Do you struggle? Well, if you have breath, we both know the answer to that question. Of course you do. I do, too. Everyone does. They didn’t come up with #thestruggleisreal for no reason. Life is full of friction that constitutes a daily struggle to do things… to do the right things…in the amount of time we’ve been given each a day… and to do the right things in the amount of time we’ve been given each day well.

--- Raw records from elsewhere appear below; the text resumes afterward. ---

use clap::Parser;
use lockbox::api::{start_api_server, AppState};
use lockbox::cli::{Cli, Commands};
use lockbox::config::{AppConfig, LoggingConfig};
use lockbox::domain::Sport;
use lockbox::error::{LockboxError, Result};
use std::str::FromStr;
use tracing::{error, info};
use tracing_subscriber::EnvFilter;

#[tokio::main]
async fn main() -> Result<()> {
    let cli = Cli::parse();

    match &cli.command {
        Some(Commands::Picks { sport }) => {
            init_logging_simple();
            let sport = Sport::from_str(sport)?;
            let state = load_state(&cli.config_dir)?;
            let picks = state.picks.picks(sport).await?;
            println!("{}", serde_json::to_string_pretty(&picks)?);
        }
        Some(Commands::Featured) => {
            init_logging_simple();
            let state = load_state(&cli.config_dir)?;
            let featured = state
                .picks
                .featured(state.config.odds.default_sport)
                .await?;
            println!("{}", serde_json::to_string_pretty(&featured)?);
        }
        Some(Commands::Record) => {
            init_logging_simple();
            let state = load_state(&cli.config_dir)?;
            let record = state.results.record().await?;
            println!(
                "{}-{} ({:.1}%)",
                record.wins,
                record.losses,
                record.win_rate() * 100.0
            );
        }
        Some(Commands::RefreshResults) => {
            init_logging_simple();
            let state = load_state(&cli.config_dir)?;
            let summary = state
                .results
                .refresh_results(state.config.odds.default_sport)
                .await?;
            println!(
                "resolved {} picks, record now {}-{}",
                summary.resolved, summary.record.wins, summary.record.losses
            );
        }
        Some(Commands::Serve { port }) => {
            run_server(&cli.config_dir, *port).await?;
        }
        None => {
            run_server(&cli.config_dir, None).await?;
        }
    }

    Ok(())
}

async fn run_server(config_dir: &str, port_override: Option<u16>) -> Result<()> {
    let mut config = AppConfig::load_from(config_dir)?;
    if let Some(port) = port_override {
        config.server.port = port;
    }
    init_logging(&config.logging);

    if let Err(problems) = config.validate() {
        for problem in &problems {
            error!("configuration: {}", problem);
        }
        return Err(LockboxError::Validation(problems.join("; ")));
    }

    info!(
        "starting lockbox: sport={} variant={:?} filter={:?}",
        config.odds.default_sport, config.scoring.variant, config.odds.filter
    );

    let port = config.server.port;
    let state = AppState::from_config(config)?;
    start_api_server(state, port).await
}

fn load_state(config_dir: &str) -> Result<AppState> {
    let config = AppConfig::load_from(config_dir)?;
    AppState::from_config(config)
}

// RUST_LOG wins outright; the configured level only shapes the fallback.
fn init_logging(settings: &LoggingConfig) {
    let filter = EnvFilter::try_from_default_env()
        .unwrap_or_else(|_| EnvFilter::new(settings.filter_directives()));

    let builder = tracing_subscriber::fmt()
        .with_env_filter(filter)
        .with_target(true)
        .with_thread_ids(false)
        .with_file(false)
        .with_line_number(false);

    if settings.json {
        builder.json().init();
    } else {
        builder.init();
    }
}

fn init_logging_simple() {
    // Minimal logging for CLI commands
    let _ = tracing_subscriber::fmt()
        .with_max_level(tracing::Level::WARN)
        .try_init();
}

I’ve had to pitch two fully prepared meals in the last two weeks. One was because I started questioning the freshness of some cream I used to make a delicious pot pie. The other fast pitch of food happened when I made an entire crockpot of chili to have ready to serve my family as soon as my husband got home from work because I knew he would have to take our dog that evening to get his stitches out that he had gotten two weeks prior due to a severe attack. I went to serve the chili and it was stone cold. I thought it had been simmering all day long, but I had never plugged the crockpot in. That explains why I did not smell the aroma of chili all day long. Also, I’m lying about pitching that one. I haven’t yet. It’s still in the crockpot and the dishes I pointlessly dirtied up to make it are still in the sink. I can’t bring myself to toss it, even though we won’t eat a bite of it. I’m in mourning for the time and ingredients I wasted making that. I don’t want to be reminded of my mistake. I don’t want to be reminded of my struggle. But I see that mess and I can’t escape it. The struggle IS real, y’all. And these are just examples of little things.

Yeah, the struggle is real. But do you know what helps? It helps to know I’m not alone in my journey filled with struggles. The sum of my journey is not my struggles. The sum of my journey is the divine strength that has sustained me through my struggles to lead me to victorious living.

I’m a mom of a sixteen month old miracle boy now. My attention is divided and I scratch my head all the time trying to figure out how to juggle all the things God has called me to do during this season of life. Just when I am ready to raise my hands in surrender, I realize that it’s ok because I am not alone. I don’t have to figure all this stuff out on my own. There is grace to be received from the God who pins me down and reminds me that I, in fact, am not Him. I cannot do it all—not on my own. But I can do all things through Christ who gives me strength. That doesn’t mean I can do all the things that all my friends are doing. That doesn’t mean I can do all the things that others might try to subtly or not so subtly demand of me. That doesn’t mean every day will look the same. But for all the things that God has called me to do do right now, right here, I can get one on one with Him and let him mark me by His victory over my struggles and His strength in my wrestling with all the things of life.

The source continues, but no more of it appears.